Crosby had 47 points (16 goals, 31 assists) in 41 games this season.

Things looked promising when he returned from core muscle surgery with a goal and three assists Jan. 14 in a 7-3 win against the Minnesota Wild. The Penguins were 18-6-4 in 28 games without him.

But after moving into first place in the Metropolitan Division with a 5-2 win against the Toronto Maple Leafs on Feb. 18, Pittsburgh was 3-8-0 in its final 11 regular-season games.

Sullivan said anything that happened from January to March is unrelated to this series loss. He also said nothing has shaken his confidence in Crosby, Malkin (34 years old) and Letang (33).
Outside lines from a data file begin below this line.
mod fail_fast;
mod notification;

pub use fail_fast::FailFast;
pub use notification::Notification;

/// A single domain validation error message
#[derive(Debug, Clone, PartialEq, Eq)]
pub struct ValidationError {
    message: String,
}

impl ValidationError {
    pub fn new(message: impl Into<String>) -> Self {
        Self { message: message.into() }
    }

    #[must_use]
    pub fn message(&self) -> &str {
        &self.message
    }
}

impl std::fmt::Display for ValidationError {
    fn fmt(&self, f: &mut std::fmt::Formatter<'_>) -> std::fmt::Result {
        write!(f, "{}", self.message)
    }
}

/// Failure raised when a validation policy refuses to continue
///
/// Carries the structured errors observed so far. A `DomainError` built
/// from a plain message has no structured errors and is treated as a
/// single generic failure by accumulating handlers.
#[derive(Debug, Clone, thiserror::Error)]
#[error("{message}")]
pub struct DomainError {
    message: String,
    errors: Vec<ValidationError>,
}

impl DomainError {
    pub fn with(errors: Vec<ValidationError>) -> Self {
        let message = errors.first().map_or_else(String::new, |e| e.message().to_string());
        Self { message, errors }
    }

    pub fn from_message(message: impl Into<String>) -> Self {
        Self { message: message.into(), errors: Vec::new() }
    }

    #[must_use]
    pub fn errors(&self) -> &[ValidationError] {
        &self.errors
    }
}

impl From<ValidationError> for DomainError {
    fn from(error: ValidationError) -> Self {
        Self::with(vec![error])
    }
}

impl From<String> for DomainError {
    fn from(message: String) -> Self {
        Self::from_message(message)
    }
}

/// Collects validation errors under one of two policies: accumulate and
/// continue ([`Notification`]) or fail on the first error ([`FailFast`]).
/// Call sites stay agnostic by propagating the `Result` of `append` with
/// `?`; the accumulating policy never returns `Err`.
pub trait ValidationHandler {
    fn append(&mut self, error: ValidationError) -> Result<(), DomainError>;

    fn errors(&self) -> &[ValidationError];

    fn append_all(&mut self, errors: Vec<ValidationError>) -> Result<(), DomainError> {
        for error in errors {
            self.append(error)?;
        }
        Ok(())
    }

    fn has_errors(&self) -> bool {
        !self.errors().is_empty()
    }

    fn first(&self) -> Option<&ValidationError> {
        self.errors().first()
    }

    /// Run a fallible block under this handler's policy
    ///
    /// Structured errors from a `DomainError` are merged into the handler;
    /// a failure without structured errors is recorded as a single generic
    /// error built from its message. Returns the block's value when it
    /// succeeds, `Ok(None)` when the failure was absorbed, and `Err` only
    /// when the policy refuses to continue.
    fn validate<T, F, E>(&mut self, block: F) -> Result<Option<T>, DomainError>
    where
        F: FnOnce() -> Result<T, E>,
        E: Into<DomainError>,
        Self: Sized,
    {
        match block() {
            Ok(value) => Ok(Some(value)),
            Err(err) => {
                let err: DomainError = err.into();
                let errors = if err.errors().is_empty() {
                    vec![ValidationError::new(err.to_string())]
                } else {
                    err.errors().to_vec()
                };
                self.append_all(errors)?;
                Ok(None)
            }
        }
    }
}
“I think these guys are still elite players. I believe in this core,” Sullivan said. “They’re elite hockey players, and I still think there’s elite play left in them. So that’s just what I believe. Obviously, at some point, everybody’s window closes. So you could argue that with any team in the League. But I strongly believe that this group has a lot of elite hockey.”

Crosby scored three points (two goals, one assist) in the series. Malkin had an assist. Letang had no points.

On Thursday, Malkin said he wasn’t ready for this run to end. One day later, the Penguins managed 22 shots on goal and were shut out by Carey Price.

“I think we still believe in the core group of this team,” Letang said. “I think we have a lot left in the tank. We’re going to keep playing hard and give everything for the Penguins. I think we have to be better. This year, we didn’t play good enough to win, but I feel comfortable with the group of guys that we have.”